Pick out each line below containing "types".
┌─ EXERCISE DATA
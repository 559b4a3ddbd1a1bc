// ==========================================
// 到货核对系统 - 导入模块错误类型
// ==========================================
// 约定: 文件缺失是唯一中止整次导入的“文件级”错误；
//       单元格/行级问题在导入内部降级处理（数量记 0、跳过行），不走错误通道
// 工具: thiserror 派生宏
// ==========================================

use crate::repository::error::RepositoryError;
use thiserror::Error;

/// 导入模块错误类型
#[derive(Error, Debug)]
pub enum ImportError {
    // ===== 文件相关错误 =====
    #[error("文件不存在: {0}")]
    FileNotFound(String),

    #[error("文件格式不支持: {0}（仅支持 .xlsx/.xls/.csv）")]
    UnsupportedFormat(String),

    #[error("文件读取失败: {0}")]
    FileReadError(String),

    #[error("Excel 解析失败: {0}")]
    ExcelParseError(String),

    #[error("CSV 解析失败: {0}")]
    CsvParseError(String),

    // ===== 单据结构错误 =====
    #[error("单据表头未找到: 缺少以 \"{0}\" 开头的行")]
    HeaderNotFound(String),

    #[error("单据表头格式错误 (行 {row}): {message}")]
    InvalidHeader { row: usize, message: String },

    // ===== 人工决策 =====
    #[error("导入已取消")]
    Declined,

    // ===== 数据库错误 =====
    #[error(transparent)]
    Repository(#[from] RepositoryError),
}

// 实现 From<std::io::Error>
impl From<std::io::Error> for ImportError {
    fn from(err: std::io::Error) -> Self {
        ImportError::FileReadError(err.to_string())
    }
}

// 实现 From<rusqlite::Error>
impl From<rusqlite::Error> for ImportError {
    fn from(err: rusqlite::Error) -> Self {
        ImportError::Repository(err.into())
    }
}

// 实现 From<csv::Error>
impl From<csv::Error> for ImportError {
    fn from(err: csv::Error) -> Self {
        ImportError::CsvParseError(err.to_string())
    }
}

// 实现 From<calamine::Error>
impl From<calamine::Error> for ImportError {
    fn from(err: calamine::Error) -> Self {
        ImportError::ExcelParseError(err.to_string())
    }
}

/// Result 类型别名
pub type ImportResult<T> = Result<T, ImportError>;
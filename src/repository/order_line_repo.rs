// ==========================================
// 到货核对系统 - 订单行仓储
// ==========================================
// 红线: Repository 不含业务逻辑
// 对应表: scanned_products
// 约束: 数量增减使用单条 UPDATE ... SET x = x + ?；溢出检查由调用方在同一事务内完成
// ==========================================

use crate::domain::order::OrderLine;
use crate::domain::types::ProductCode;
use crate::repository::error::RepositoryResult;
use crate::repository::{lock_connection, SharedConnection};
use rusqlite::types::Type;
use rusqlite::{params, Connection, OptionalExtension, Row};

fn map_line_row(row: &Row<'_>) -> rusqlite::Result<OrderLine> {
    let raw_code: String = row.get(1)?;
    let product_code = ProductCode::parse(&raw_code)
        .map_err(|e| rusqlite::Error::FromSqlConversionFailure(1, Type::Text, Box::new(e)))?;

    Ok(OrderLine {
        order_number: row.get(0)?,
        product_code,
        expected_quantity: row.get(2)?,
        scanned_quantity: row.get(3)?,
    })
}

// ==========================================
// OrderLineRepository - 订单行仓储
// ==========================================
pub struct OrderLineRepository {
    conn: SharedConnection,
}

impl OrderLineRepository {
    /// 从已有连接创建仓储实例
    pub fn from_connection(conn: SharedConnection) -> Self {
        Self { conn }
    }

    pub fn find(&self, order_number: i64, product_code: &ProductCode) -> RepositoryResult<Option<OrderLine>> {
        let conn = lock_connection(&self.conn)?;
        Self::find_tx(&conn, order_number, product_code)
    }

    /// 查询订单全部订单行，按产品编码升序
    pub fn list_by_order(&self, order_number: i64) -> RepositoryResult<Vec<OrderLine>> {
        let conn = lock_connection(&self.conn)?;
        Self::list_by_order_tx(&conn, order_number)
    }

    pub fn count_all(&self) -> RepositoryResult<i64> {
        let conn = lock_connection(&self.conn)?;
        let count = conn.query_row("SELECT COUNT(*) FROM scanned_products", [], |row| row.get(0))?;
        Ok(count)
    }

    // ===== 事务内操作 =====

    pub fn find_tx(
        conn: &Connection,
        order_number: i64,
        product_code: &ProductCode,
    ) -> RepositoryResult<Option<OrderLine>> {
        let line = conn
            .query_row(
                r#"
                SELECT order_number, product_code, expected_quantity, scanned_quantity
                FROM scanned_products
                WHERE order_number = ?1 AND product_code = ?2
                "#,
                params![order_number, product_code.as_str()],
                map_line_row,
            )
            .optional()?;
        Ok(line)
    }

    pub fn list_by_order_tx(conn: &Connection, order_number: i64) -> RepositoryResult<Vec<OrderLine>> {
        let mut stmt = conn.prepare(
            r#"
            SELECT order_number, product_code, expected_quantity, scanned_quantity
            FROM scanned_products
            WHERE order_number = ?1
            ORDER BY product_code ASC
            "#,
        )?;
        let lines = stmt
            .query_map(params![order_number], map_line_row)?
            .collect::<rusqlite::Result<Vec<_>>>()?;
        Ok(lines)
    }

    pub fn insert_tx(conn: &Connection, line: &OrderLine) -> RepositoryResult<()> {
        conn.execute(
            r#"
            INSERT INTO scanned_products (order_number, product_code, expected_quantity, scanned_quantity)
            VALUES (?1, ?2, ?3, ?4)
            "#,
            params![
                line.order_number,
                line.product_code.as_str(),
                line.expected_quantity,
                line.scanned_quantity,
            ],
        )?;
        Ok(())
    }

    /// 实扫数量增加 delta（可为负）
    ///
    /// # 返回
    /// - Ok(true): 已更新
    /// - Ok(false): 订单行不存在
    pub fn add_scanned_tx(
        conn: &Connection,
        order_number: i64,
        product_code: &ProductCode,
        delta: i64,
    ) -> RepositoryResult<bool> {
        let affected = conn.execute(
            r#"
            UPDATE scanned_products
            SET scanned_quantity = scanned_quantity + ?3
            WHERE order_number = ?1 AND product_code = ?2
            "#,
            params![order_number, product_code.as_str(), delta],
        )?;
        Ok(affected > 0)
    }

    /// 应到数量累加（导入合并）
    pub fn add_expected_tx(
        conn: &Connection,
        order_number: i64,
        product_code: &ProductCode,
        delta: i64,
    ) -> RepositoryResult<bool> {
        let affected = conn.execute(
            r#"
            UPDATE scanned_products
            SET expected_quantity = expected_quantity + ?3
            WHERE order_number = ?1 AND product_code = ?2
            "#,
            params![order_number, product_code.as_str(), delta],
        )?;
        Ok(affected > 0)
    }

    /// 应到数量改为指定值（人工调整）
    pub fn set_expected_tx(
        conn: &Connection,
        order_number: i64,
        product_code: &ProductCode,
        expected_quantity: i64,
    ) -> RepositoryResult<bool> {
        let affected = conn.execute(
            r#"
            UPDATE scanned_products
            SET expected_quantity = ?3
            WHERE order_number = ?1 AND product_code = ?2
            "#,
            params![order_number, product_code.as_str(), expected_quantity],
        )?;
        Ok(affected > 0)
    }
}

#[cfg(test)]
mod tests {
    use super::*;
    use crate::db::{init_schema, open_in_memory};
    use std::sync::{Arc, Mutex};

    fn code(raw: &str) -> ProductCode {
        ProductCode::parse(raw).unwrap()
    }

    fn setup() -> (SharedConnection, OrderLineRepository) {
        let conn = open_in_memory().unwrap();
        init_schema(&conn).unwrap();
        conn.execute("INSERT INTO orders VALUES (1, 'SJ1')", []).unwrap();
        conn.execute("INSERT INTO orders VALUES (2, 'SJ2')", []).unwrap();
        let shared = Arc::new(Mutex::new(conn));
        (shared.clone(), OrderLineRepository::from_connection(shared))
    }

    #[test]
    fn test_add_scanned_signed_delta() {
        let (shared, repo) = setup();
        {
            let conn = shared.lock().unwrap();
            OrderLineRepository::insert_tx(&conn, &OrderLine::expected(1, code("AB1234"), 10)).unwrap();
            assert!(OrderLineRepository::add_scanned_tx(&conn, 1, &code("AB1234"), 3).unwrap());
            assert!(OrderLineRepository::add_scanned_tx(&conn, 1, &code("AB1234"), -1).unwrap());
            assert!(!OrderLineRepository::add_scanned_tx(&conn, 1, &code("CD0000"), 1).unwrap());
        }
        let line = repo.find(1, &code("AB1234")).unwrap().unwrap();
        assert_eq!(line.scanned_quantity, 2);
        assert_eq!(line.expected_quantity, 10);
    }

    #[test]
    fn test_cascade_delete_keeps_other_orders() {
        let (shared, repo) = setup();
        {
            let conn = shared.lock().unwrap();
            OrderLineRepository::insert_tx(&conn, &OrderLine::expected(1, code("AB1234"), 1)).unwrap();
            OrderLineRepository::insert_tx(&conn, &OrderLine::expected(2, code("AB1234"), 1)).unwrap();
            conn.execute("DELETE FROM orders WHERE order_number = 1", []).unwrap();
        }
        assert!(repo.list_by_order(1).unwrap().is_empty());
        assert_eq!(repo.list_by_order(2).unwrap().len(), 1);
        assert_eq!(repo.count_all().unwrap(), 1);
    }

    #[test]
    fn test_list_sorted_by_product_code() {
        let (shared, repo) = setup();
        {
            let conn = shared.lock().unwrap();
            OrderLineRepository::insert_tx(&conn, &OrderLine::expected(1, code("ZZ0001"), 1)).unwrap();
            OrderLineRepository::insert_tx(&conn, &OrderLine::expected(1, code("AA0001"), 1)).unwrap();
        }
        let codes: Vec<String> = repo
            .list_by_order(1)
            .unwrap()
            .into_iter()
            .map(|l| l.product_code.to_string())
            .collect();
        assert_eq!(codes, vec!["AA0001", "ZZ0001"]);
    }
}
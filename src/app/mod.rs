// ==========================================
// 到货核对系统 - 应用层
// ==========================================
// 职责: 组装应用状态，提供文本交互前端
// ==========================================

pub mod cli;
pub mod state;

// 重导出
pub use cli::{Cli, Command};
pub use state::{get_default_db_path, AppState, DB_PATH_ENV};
└─
## SOLUTION
use crate::domain::types::ProductCode;
use rusqlite::types::Type;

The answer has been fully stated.